Go over the entries below line by line, copying each one that contains the word "path".

[Collected data entries]
┄┄┄┄┄┄┄┄┄┄

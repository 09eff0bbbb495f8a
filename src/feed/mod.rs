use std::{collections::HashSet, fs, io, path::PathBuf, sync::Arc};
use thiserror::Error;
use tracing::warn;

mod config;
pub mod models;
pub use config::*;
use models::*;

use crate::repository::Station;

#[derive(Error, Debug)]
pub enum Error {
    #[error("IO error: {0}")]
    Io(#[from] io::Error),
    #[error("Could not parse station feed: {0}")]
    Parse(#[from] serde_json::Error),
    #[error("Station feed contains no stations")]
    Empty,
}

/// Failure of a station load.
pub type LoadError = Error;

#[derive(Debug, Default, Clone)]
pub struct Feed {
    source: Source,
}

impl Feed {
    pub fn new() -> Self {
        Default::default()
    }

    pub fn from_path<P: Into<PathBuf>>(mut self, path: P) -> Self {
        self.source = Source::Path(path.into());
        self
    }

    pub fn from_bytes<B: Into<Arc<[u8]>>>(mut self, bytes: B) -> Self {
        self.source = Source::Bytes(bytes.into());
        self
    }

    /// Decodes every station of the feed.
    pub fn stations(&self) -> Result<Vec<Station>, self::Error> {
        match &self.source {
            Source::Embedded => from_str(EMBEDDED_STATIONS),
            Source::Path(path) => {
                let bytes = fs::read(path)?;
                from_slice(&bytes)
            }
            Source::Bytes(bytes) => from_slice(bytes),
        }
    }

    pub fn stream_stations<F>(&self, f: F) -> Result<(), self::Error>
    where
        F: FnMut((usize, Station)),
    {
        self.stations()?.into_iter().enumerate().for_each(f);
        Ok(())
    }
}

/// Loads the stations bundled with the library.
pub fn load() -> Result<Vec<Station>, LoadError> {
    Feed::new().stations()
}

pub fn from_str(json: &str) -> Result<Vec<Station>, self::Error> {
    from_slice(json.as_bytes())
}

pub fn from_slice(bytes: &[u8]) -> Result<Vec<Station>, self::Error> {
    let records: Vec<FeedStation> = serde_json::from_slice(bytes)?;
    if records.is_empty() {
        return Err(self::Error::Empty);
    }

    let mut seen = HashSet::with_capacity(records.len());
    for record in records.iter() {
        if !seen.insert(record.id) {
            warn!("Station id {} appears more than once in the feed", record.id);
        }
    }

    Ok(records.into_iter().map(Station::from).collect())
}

┄┄┄┄┄┄┄┄┄┄

*Answer section*.
use std::{collections::HashSet, fs, io, path::PathBuf, sync::Arc};
    pub fn from_path<P: Into<PathBuf>>(mut self, path: P) -> Self {
        self.source = Source::Path(path.into());
            Source::Path(path) => {
                let bytes = fs::read(path)?;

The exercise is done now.